When Ministers confirmed yesterday that Caledonian MacBrayne, the publicly-owned ferry operator, had been awarded the contract to run more than 20 Clyde and Hebridean routes, the worst-kept secret in Scotland's transport sector was finally exposed. It has been known since May that CalMac was the only bidder for the services, which it already operated. Shoo-ins have rarely enjoyed such an easy ride to the finishing line. In another sense, however, the journey from bidder to winner has been as fraught as crossing the Pentland Firth in stormy weather; expensive, too.

Ridiculously and wantonly so, it has become clear. The cost of tendering for the routes, which involved creating seven companies where one had existed before, comes in at more than £15m - roughly one-half of the operator's annual subsidy from the taxpayer (though the total will increase to £43m a year to fund staff and service improvements). What is infuriating about the process is that tendering for the routes was unnecessary. It has been evident for some time that the nature of the ferry services (providing essential links with the islands on the basis of public need) meant that it was not necessary to put the routes out on the open market for rival bidders to fight over.

The Altmark ruling in the European Court of Justice in 2003, a test case, found that payments, or subsidies, by governments in the EU to companies providing essential services should not be considered as state aid, as long as they were clearly defined and covered the costs of providing the service, including a "reasonable" profit. The previous Scottish administration was aware of this ruling. CalMac obtained a legal opinion that Altmark enabled the then Scottish Executive to halt the tendering process. Ferry industry experts, including Professor Neil Kay, sent ministers a proposal which met the Altmark criteria without the need for a tender.

The executive's legal advisers disagreed with CalMac and Professor Kay, and went full steam ahead for tendering (they said Altmark was not relevant in this case). The journey has come full circle, back to where it began, to the benefit of no-one but at a cost, in wasted time and effort, to CalMac and, in hard cash, to the taxpayer. CalMac has acquired a complex corporate structure which will entail a paper chase in subsidies and payments back to the Scottish Government. The money involved would have more than paid for the increased subsidy to cover CalMac costs and might, perhaps, have helped fund a service between South Uist and Mallaig.

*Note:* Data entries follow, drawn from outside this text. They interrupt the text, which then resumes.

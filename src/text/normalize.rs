//! Whitespace and accent normalization

/// Collapses every run of whitespace into a single space and trims the ends
///
/// # Example
///
/// ```
/// use offer_harvester::text::collapse_whitespace;
///
/// assert_eq!(collapse_whitespace("  Chargé \n\t de   projet "), "Chargé de projet");
/// ```
pub fn collapse_whitespace(text: &str) -> String {
    text.split_whitespace().collect::<Vec<_>>().join(" ")
}

/// Lowercases text and strips French diacritics
///
/// Used wherever keyword tables are matched against free text, so that
/// "Lomé", "LOME" and "lome" compare equal.
///
/// # Example
///
/// ```
/// use offer_harvester::text::fold_accents;
///
/// assert_eq!(fold_accents("Télétravail à Lomé"), "teletravail a lome");
/// ```
pub fn fold_accents(text: &str) -> String {
    let mut out = String::with_capacity(text.len());
    for c in text.chars().flat_map(char::to_lowercase) {
        let folded = match c {
            'à' | 'á' | 'â' | 'ã' | 'ä' | 'å' => 'a',
            'ç' => 'c',
            'è' | 'é' | 'ê' | 'ë' => 'e',
            'ì' | 'í' | 'î' | 'ï' => 'i',
            'ñ' => 'n',
            'ò' | 'ó' | 'ô' | 'õ' | 'ö' => 'o',
            'ù' | 'ú' | 'û' | 'ü' => 'u',
            'ý' | 'ÿ' => 'y',
            'œ' => {
                out.push('o');
                'e'
            }
            'æ' => {
                out.push('a');
                'e'
            }
            // Typographic apostrophes are common in French listings
            '\u{2019}' | '\u{2018}' => '\'',
            '\u{a0}' => ' ',
            other => other,
        };
        out.push(folded);
    }
    out
}

/// True if `needle` occurs in `haystack` between non-alphanumeric boundaries
///
/// Keeps "sage" from matching "message" and "java" from matching
/// "javascript".
pub fn contains_word(haystack: &str, needle: &str) -> bool {
    count_word(haystack, needle) > 0
}

/// Number of word-bounded occurrences of `needle` in `haystack`
pub fn count_word(haystack: &str, needle: &str) -> usize {
    if needle.is_empty() {
        return 0;
    }
    haystack
        .match_indices(needle)
        .filter(|(start, matched)| {
            let before = haystack[..*start].chars().next_back();
            let after = haystack[start + matched.len()..].chars().next();
            !before.is_some_and(char::is_alphanumeric) && !after.is_some_and(char::is_alphanumeric)
        })
        .count()
}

Ministers at Holyrood and Westminster have been accused, sometimes unfairly, of rushing over themselves to comply with EU directives without giving proper consideration to the domestic implications. Yet it is probably not true to suggest the CalMac tender is an object lesson of what happens when there is just such a headlong rush. There was no directive to ministers. There was a ruling (Altmark) that, if anything, offered a way out of tendering if only its implications had been fully realised and contrary opinion had been given a fair hearing. The behaviour of ministers and officials at the time the decision to put the routes out to tender was made suggests an arrogance on their part (that they were right and everyone else was wrong). The truth of the matter should shame them.

Competition is healthy and serves the interests of the customer when it can thrive. Lifeline routes which come at a cost that needs to be borne to serve a public interest are a different matter. So long as everything about that sort of service is transparent, that, in effect, was the message of the Altmark ruling. Why was it not heeded?